Feeling out of breath can have a serious effect on your everyday life. It can be a frightening experience, too.
Pulmonary rehabilitation is an important way to help you cope with breathlessness by increasing your fitness and ability to cope with feeling out of breath. The course is designed to support and reassure you, as well as help your condition. You may find you can walk further, feel less breathless and generally feel more positive. Ask your team about this.
I was amazed at how helpful pulmonary rehabilitation was. It told me things I needed to know. It gave me the confidence to go to the gym, even with my oxygen. I made a friend on the course and we went together. Lesley
If your condition gets worse, the level of oxygen in your blood may fall and this may make you feel more breathless. If this happens, your doctor will refer you for an assessment for oxygen therapy. Using oxygen is a way of keeping more active, and later some people will use it at rest too. Your oxygen prescription will be tailored to meet your individual needs.
If you have distressing symptoms of breathlessness and really troublesome coughing, tell your doctor. They may prescribe you low doses of morphine and sedatives to help.
You may struggle to cope emotionally with having a serious condition like pulmonary fibrosis. You are not alone. Many people with a long-term lung condition feel anxious, have a low mood or symptoms of depression. It’s important to look after your mental wellbeing. Your doctor or nurse will understand and can help.
As well as existing therapies, you might be invited to take part in a medical study, also called a clinical trial, to investigate new treatments. It’s not an option for everyone - if you want to know more, ask your doctor.
Treatment can vary depending on the type of pulmonary fibrosis you have. Find out more about treatments for:
Looking after yourself
If you have pulmonary fibrosis, you can do a lot to help yourself by leading a healthy lifestyle. Feeling very tired is a common symptom and health problems that used to be minor - such as catching a cold – can become more serious.
These tips will help you stay as healthy as possible:
- Have a flu jab each year and avoid being around people with colds. Talk to your doctor about the coronavirus vaccination to make sure you’re up to date.
- Ask for a pneumonia vaccination. This is a jab you have just once.
- Stay as fit as you can. There are many different ways to be active – find one that you enjoy. Take a look at our exercise handbook and our exercise videos.
- Eat a healthy, balanced diet and maintain a healthy weight. Ask your doctor or nurse to refer you to a dietician, who can give you tailor-made advice, especially if you are losing weight.

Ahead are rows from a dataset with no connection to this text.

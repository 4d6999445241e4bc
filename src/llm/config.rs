//! LLM configuration parsed from environment variables.

use crate::config::{env_parse, env_string};

use super::types::LlmError;

pub const DEFAULT_OPENROUTER_BASE_URL: &str = "https://openrouter.ai/api/v1";
pub const DEFAULT_OPENAI_BASE_URL: &str = "https://api.openai.com/v1";
pub const DEFAULT_OPENROUTER_MODEL: &str = "deepseek/deepseek-r1-distill-llama-70b:free";
pub const DEFAULT_OPENAI_MODEL: &str = "gpt-4o";
pub const DEFAULT_TEMPERATURE: f32 = 0.7;
pub const DEFAULT_MAX_TOKENS: u32 = 4000;
pub const DEFAULT_LLM_READ_TIMEOUT_SECS: u64 = 120;
pub const DEFAULT_LLM_CONNECT_TIMEOUT_SECS: u64 = 10;

#[derive(Debug, Clone, Copy, PartialEq, Eq)]
pub enum LlmProviderKind {
    OpenRouter,
    OpenAi,
}

impl LlmProviderKind {
    fn default_key_var(self) -> &'static str {
        match self {
            Self::OpenRouter => "OPENROUTER_API_KEY",
            Self::OpenAi => "OPENAI_API_KEY",
        }
    }

    fn default_base_url(self) -> &'static str {
        match self {
            Self::OpenRouter => DEFAULT_OPENROUTER_BASE_URL,
            Self::OpenAi => DEFAULT_OPENAI_BASE_URL,
        }
    }

    fn default_model(self) -> &'static str {
        match self {
            Self::OpenRouter => DEFAULT_OPENROUTER_MODEL,
            Self::OpenAi => DEFAULT_OPENAI_MODEL,
        }
    }
}

#[derive(Debug, Clone, Copy, PartialEq, Eq)]
pub struct LlmTimeouts {
    /// Longest silence tolerated between reads, including between streamed
    /// chunks. A long answer that keeps arriving is never cut off.
    pub read_secs: u64,
    pub connect_secs: u64,
}

/// Attribution headers OpenRouter uses for app rankings.
#[derive(Debug, Clone, Default, PartialEq, Eq)]
pub struct SiteAttribution {
    pub url: Option<String>,
    pub name: Option<String>,
}

#[derive(Debug, Clone, PartialEq)]
pub struct LlmConfig {
    pub provider: LlmProviderKind,
    pub api_key: String,
    pub model: String,
    pub base_url: String,
    pub temperature: f32,
    pub max_tokens: u32,
    pub site: SiteAttribution,
    pub timeouts: LlmTimeouts,
}

impl LlmConfig {
    /// Build typed LLM config from environment variables.
    ///
    /// Optional:
    /// - `LLM_PROVIDER`: `openrouter` (default) or `openai`
    /// - `LLM_API_KEY_ENV`: names the env var holding the key
    ///   (default `OPENROUTER_API_KEY` / `OPENAI_API_KEY`)
    /// - `LLM_MODEL`: provider default when absent
    /// - `LLM_BASE_URL`: provider default when absent
    /// - `LLM_TEMPERATURE`: default 0.7
    /// - `LLM_MAX_TOKENS`: default 4000
    /// - `LLM_SITE_URL` / `LLM_SITE_NAME`: sent as `HTTP-Referer` / `X-Title`
    /// - `LLM_READ_TIMEOUT_SECS`: idle limit between reads, default 120
    /// - `LLM_CONNECT_TIMEOUT_SECS`: default 10
    ///
    /// # Errors
    ///
    /// Returns an error if the provider is unknown or the API key is absent.
    pub fn from_env() -> Result<Self, LlmError> {
        let provider = parse_provider(std::env::var("LLM_PROVIDER").ok().as_deref())?;

        let key_var = env_string("LLM_API_KEY_ENV").unwrap_or_else(|| provider.default_key_var().to_string());
        let api_key = env_string(&key_var).ok_or(LlmError::MissingApiKey { var: key_var })?;

        let model = env_string("LLM_MODEL").unwrap_or_else(|| provider.default_model().to_string());
        let base_url = env_string("LLM_BASE_URL")
            .unwrap_or_else(|| provider.default_base_url().to_string())
            .trim_end_matches('/')
            .to_string();
        let site = SiteAttribution { url: env_string("LLM_SITE_URL"), name: env_string("LLM_SITE_NAME") };
        let timeouts = LlmTimeouts {
            read_secs: env_parse("LLM_READ_TIMEOUT_SECS", DEFAULT_LLM_READ_TIMEOUT_SECS),
            connect_secs: env_parse("LLM_CONNECT_TIMEOUT_SECS", DEFAULT_LLM_CONNECT_TIMEOUT_SECS),
        };

        Ok(Self {
            provider,
            api_key,
            model,
            base_url,
            temperature: env_parse("LLM_TEMPERATURE", DEFAULT_TEMPERATURE),
            max_tokens: env_parse("LLM_MAX_TOKENS", DEFAULT_MAX_TOKENS),
            site,
            timeouts,
        })
    }
}

fn parse_provider(raw: Option<&str>) -> Result<LlmProviderKind, LlmError> {
    match raw.map(str::trim).unwrap_or("openrouter") {
        "openrouter" => Ok(LlmProviderKind::OpenRouter),
        "openai" => Ok(LlmProviderKind::OpenAi),
        other => Err(LlmError::ConfigParse(format!("unknown LLM_PROVIDER: {other}"))),
    }
}

#[cfg(test)]
#[path = "config_test.rs"]
mod tests;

- Try techniques and positions to help your breathing. If you have pulmonary fibrosis, you may tend to breathe very fast and shallowly - a bit like panting. You can use techniques and positions to help you control and slow down your breathing. You can also use them to avoid getting too breathless when you exert yourself, and to help you recover when you do get out of breath. Try the different breathing techniques to find what helps you and practice the ones that help. Talk to your respiratory physiotherapist or nurse for help to find out what works for you.
“I have done a lot of research into my condition and how I can best look after myself. You have to do the best you can to look after yourself, and that includes discovering more about your own condition and how your lungs work.
I make sure to do my breathing exercises regularly. I do them sitting down, moving my chest and taking deep breaths. I also try to keep my diet healthy and balanced and I make sure that I don’t stress over the little things anymore.” Sofia, who was diagnosed with an interstitial lung disease (ILD) aged 28.